As a bonus, the cleanup work helped us detect an example file that stood out which we got relicensed and we removed two older files that had their own unique licenses (without any good reason).

There are 3518 files in the curl git repository this exact moment.

Compliant!

Starting mid-June 2022, curl is 100% REUSE compliant. curl 7.84.0 will be the first release done in this status.

Motivation

I think it is a good idea to have perfect control over the copyright and license situation for every single file, and to make sure that the situation is documented enough and to a level that allows anyone and everyone to check it out and learn how things lie. No surprises.

Companies have obviously figured out this info before to a degree that they have been satisfied with since curl is widely used even commercial since a long time. But I believe that by providing the information in an even easier and more descriptive way makes things even better. For existing and future users.

I also think that the low threshold for us to reach this compliance was a factor. We were almost there already. We just need to polish up some small details and I think it made it worth it.

This cleanup also makes sure we have perfect control and knowledge of the license situation, now and going forward. I think this can be expected from a project aiming for gold standard.

The curl SPDX license identifier

Keen readers will notice that curl has its own license identifier. It is called the curl license. Not MIT, X or a BSD variation. curl.

The reason for this is good old stupidity. In January 2001 we adopted the MIT license for use in the project because we believed it better matches what we want compared to the previous license situation. We started out with a dual license situation together with the MPL license we used previously, but the MPL part was removed completely in October 2002.

For reasons that have since been forgotten, we thought it was a good idea to edit the license text. To trim it a little. Since August 2002, the license text that started out as an MIT/X license is no longer a perfect copy. It is a derivative . Very similar and almost identical. But it’s not the same.

When the SPDX project created their set of identifiers for well-used licenses out in the FOSS world they decided that the curl license is different enough from the MIT/X license to treat it separately and give it its own identifier. I know of no other project than curl that uses this particular edited version of the MIT license.

In hindsight, I believe the editing of the license text back in 2002 was dumb. I regret it, but I will not change it again. I think we can live with this situation pretty good.

Credits

Most of the heavy lifting necessary to make curl compliant was done by Max Mehl.

curl user survey 2022 analysis

Once again I’ve collected the numbers, generated graphs, scratched my head and tried to understand what users mean and how to best use this treasure trove of user feedback.

The curl user survey 2022 ran for two full weeks in the end of May. Here is the document with all the numbers, graphs and analysis from this year’s data.

You will learn what protocols curl users use (HTTPS and HTTP), which TLS backend is the most popular (OpenSSL) and which the top platform is (Linux). And a lot more.

Spoiler: the results are not terribly different than last year and the year before that!

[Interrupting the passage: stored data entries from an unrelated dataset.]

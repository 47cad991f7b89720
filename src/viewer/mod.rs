// SPDX-License-Identifier: MPL-2.0
//! The viewer: slideshow, audio player, and floating widget under one
//! message dispatch.
//!
//! Everything the page does funnels through [`Viewer::update`]: timer ticks,
//! user intents, pointer input, window resizes, and transport notifications
//! all arrive as [`Message`]s and are handled one at a time in arrival
//! order. Handlers mutate controller state synchronously and return
//! [`Effect`]s describing the outside work (transport commands to execute, a
//! notice to show); nothing inside blocks or polls.
//!
//! Ambient facts the controllers need (current time, pointer position,
//! viewport size) travel inside the messages, never get sampled internally.

pub mod geometry;
pub mod panel;
pub mod player;
pub mod slideshow;
pub mod transport;
pub mod volume;

pub use geometry::{Point, Size, Vector};
pub use panel::{DragSession, Panel};
pub use player::Player;
pub use slideshow::Slideshow;
pub use transport::{TransportCommand, TransportEvent};
pub use volume::Volume;

use crate::config::Config;
use crate::manifest::{self, Manifest};
use std::time::Instant;

/// An input to the viewer. Dispatch with [`Viewer::update`].
#[derive(Debug, Clone, Copy, PartialEq)]
pub enum Message {
    // ═══════════════════════════════════════════════════════════════════════
    // SLIDESHOW
    // ═══════════════════════════════════════════════════════════════════════
    /// Periodic timer tick carrying the current time.
    Tick(Instant),
    /// User stepped to the next photo.
    NextPhoto(Instant),
    /// User stepped to the previous photo.
    PrevPhoto(Instant),

    // ═══════════════════════════════════════════════════════════════════════
    // PLAYER
    // ═══════════════════════════════════════════════════════════════════════
    /// User hit the play/pause control.
    TogglePlay,
    /// User released the seek bar at a fraction of the track length.
    Seek(f64),
    /// User moved the volume slider.
    SetVolume(f32),
    /// User hit the mute control.
    ToggleMute,
    /// User skipped to the next track.
    NextTrack,
    /// User skipped to the previous track.
    PrevTrack,
    /// The audio transport reported something.
    Transport(TransportEvent),

    // ═══════════════════════════════════════════════════════════════════════
    // WIDGET
    // ═══════════════════════════════════════════════════════════════════════
    /// Pointer pressed on the widget (mouse or touch, already unified).
    PointerDown(Point),
    /// Pointer moved.
    PointerMove(Point),
    /// Pointer released.
    PointerUp(Point),
    /// The viewport was resized; carries the widget's current form size.
    Resized { viewport: Size, widget: Size },

    // ═══════════════════════════════════════════════════════════════════════
    // LIFECYCLE
    // ═══════════════════════════════════════════════════════════════════════
    /// The page is going away; stop the rotation timer.
    Shutdown,
}

/// Outside work requested by an update. The embedding shell executes these
/// after the handler returns.
#[derive(Debug, Clone, PartialEq)]
pub enum Effect {
    /// Forward a command to the audio transport.
    Transport(TransportCommand),
    /// Show a non-fatal notice to the user.
    Notice(Notice),
}

/// User-facing, non-fatal conditions.
#[derive(Debug, Clone, Copy, PartialEq, Eq)]
pub enum Notice {
    /// A play attempt was rejected, typically by the browser's autoplay
    /// policy.
    PlaybackUnavailable,
}

impl Notice {
    /// Message text for the shell to display.
    pub fn user_message(self) -> &'static str {
        match self {
            Notice::PlaybackUnavailable => {
                "Music playback failed. Check your browser settings."
            }
        }
    }
}

/// Slideshow, player, and widget state behind a single dispatch entrypoint.
#[derive(Debug, Clone, PartialEq)]
pub struct Viewer {
    slideshow: Slideshow,
    player: Player,
    panel: Panel,
}

impl Viewer {
    /// Boots the viewer from a manifest: the slideshow starts cycling (when
    /// photos exist) and the player points the transport at the first track
    /// (when tracks exist). The returned effects carry the initial transport
    /// commands.
    pub fn new(
        manifest: Manifest,
        config: &Config,
        panel_position: Point,
        now: Instant,
    ) -> (Self, Vec<Effect>) {
        let mut slideshow = Slideshow::new(config.slideshow.interval());
        slideshow.load(manifest.photos, now);

        let mut player = Player::new(&config.player);
        let commands = player.load(manifest.musics);

        let viewer = Self {
            slideshow,
            player,
            panel: Panel::new(panel_position),
        };
        (viewer, transport_effects(commands))
    }

    /// Handles one message. Returns the effects the shell must execute.
    pub fn update(&mut self, message: Message) -> Vec<Effect> {
        match message {
            Message::Tick(now) => {
                self.slideshow.tick(now);
                Vec::new()
            }
            Message::NextPhoto(now) => {
                self.slideshow.next(now);
                Vec::new()
            }
            Message::PrevPhoto(now) => {
                self.slideshow.prev(now);
                Vec::new()
            }
            Message::TogglePlay => transport_effects(self.player.toggle_play()),
            Message::Seek(fraction) => transport_effects(self.player.seek(fraction)),
            Message::SetVolume(value) => transport_effects(self.player.set_volume(value)),
            Message::ToggleMute => transport_effects(self.player.toggle_mute()),
            Message::NextTrack => transport_effects(self.player.next_track()),
            Message::PrevTrack => transport_effects(self.player.prev_track()),
            Message::Transport(event) => {
                self.player.apply(event);
                if event == TransportEvent::PlayFailed {
                    vec![Effect::Notice(Notice::PlaybackUnavailable)]
                } else {
                    Vec::new()
                }
            }
            Message::PointerDown(pointer) => {
                self.panel.pointer_down(pointer);
                Vec::new()
            }
            Message::PointerMove(pointer) => {
                self.panel.pointer_move(pointer);
                Vec::new()
            }
            Message::PointerUp(pointer) => {
                self.panel.pointer_up(pointer);
                Vec::new()
            }
            Message::Resized { viewport, widget } => {
                self.panel.resize(viewport, widget);
                Vec::new()
            }
            Message::Shutdown => {
                self.slideshow.shutdown();
                Vec::new()
            }
        }
    }

    /// Read access to the slideshow state.
    pub fn slideshow(&self) -> &Slideshow {
        &self.slideshow
    }

    /// Read access to the player state.
    pub fn player(&self) -> &Player {
        &self.player
    }

    /// Read access to the widget state.
    pub fn panel(&self) -> &Panel {
        &self.panel
    }

    /// Public URL of the photo on screen, if any.
    pub fn current_photo_url(&self) -> Option<String> {
        self.slideshow.current_photo().map(manifest::photo_url)
    }
}

fn transport_effects(commands: Vec<TransportCommand>) -> Vec<Effect> {
    commands.into_iter().map(Effect::Transport).collect()
}
// SPDX-License-Identifier: MPL-2.0
//! `photowall` pairs a build-time asset-manifest generator with the state
//! engine of a single-page photo slideshow.
//!
//! The generator scans a photo directory and a music directory and writes
//! `assets.json`, the manifest a web page fetches at startup. The viewer
//! side is a set of plain state machines nothing here renders: the photo
//! rotation, the audio player's transport mirror, and the draggable
//! floating widget, all driven through [`viewer::Viewer::update`].

#![doc(html_root_url = "https://docs.rs/photowall/0.1.0")]

pub mod config;
pub mod error;
pub mod manifest;
pub mod viewer;

#[cfg(test)]
pub mod test_utils;
// SPDX-License-Identifier: MPL-2.0
//! Volume domain type for audio playback.
//!
//! This module provides a type-safe wrapper for volume values, ensuring they
//! are always within the valid range (0.0–1.0, where 1.0 = 100%).

use crate::config::{DEFAULT_VOLUME, MAX_VOLUME, MIN_VOLUME};

/// Volume level, guaranteed to be within valid range (0.0–1.0).
///
/// This newtype enforces validity at the type level, making it impossible
/// to create an out-of-range volume value.
///
/// # Example
///
/// ```
/// use photowall::viewer::Volume;
///
/// let vol = Volume::new(0.5);
/// assert_eq!(vol.value(), 0.5);
///
/// // Values outside range are clamped
/// let too_loud = Volume::new(2.0);
/// assert_eq!(too_loud.value(), 1.0);
/// ```
#[derive(Debug, Clone, Copy, PartialEq)]
pub struct Volume(f32);

impl Volume {
    /// Creates a new volume level, clamping to valid range.
    #[must_use]
    pub fn new(volume: f32) -> Self {
        Self(volume.clamp(MIN_VOLUME, MAX_VOLUME))
    }

    /// Returns the volume value as f32.
    #[must_use]
    pub fn value(self) -> f32 {
        self.0
    }

    /// Returns true if the level is effectively silent (below audible
    /// threshold). Dragging the slider to the bottom mutes the player.
    #[must_use]
    pub fn is_silent(self) -> bool {
        self.0 < 0.001
    }
}

impl Default for Volume {
    fn default() -> Self {
        Self(DEFAULT_VOLUME)
    }
}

The analysis is a 36-page PDF, available here:

curl-user-survey-2022-analysis

If you have specific feedback on the analysis itself, then I’m all ears. I’m not statistics scholar or anything, but I believe all the numbers, graphs and data I present in there are accurate barring my mistakes of course.

Making libcurl init more thread-safe

Twenty-one years ago, in May 2001 we introduced the global initialization function to libcurl version 7.8 called curl_global_init().

The main reason we needed this separate function to get called before anything else was used in libcurl, was that several of libcurl’s dependencies at the time (including OpenSSL and GnuTLS) had themselves thread-unsafe initialization procedures.

This rather lame characteristic found in several third party dependencies made the libcurl function inherit that property: not thread-safe. A nasty “feature” in a library that otherwise prides itself for being thread-safe and in many ways working at “it should”. A function that is specifically marked as thread unsafe was not good. Is not good.

Still, we were victims of circumstances and if these were the dependencies we were going to use, this is what we needed to do.

Occasionally, this limitation has poked people in the eye and really hurt them since it makes some use cases really difficult to realize.

Dependencies improved

Over the following decades, the dependencies libcurl use have almost all shaped up and removed the thread-unsafe property of their initialization procedures.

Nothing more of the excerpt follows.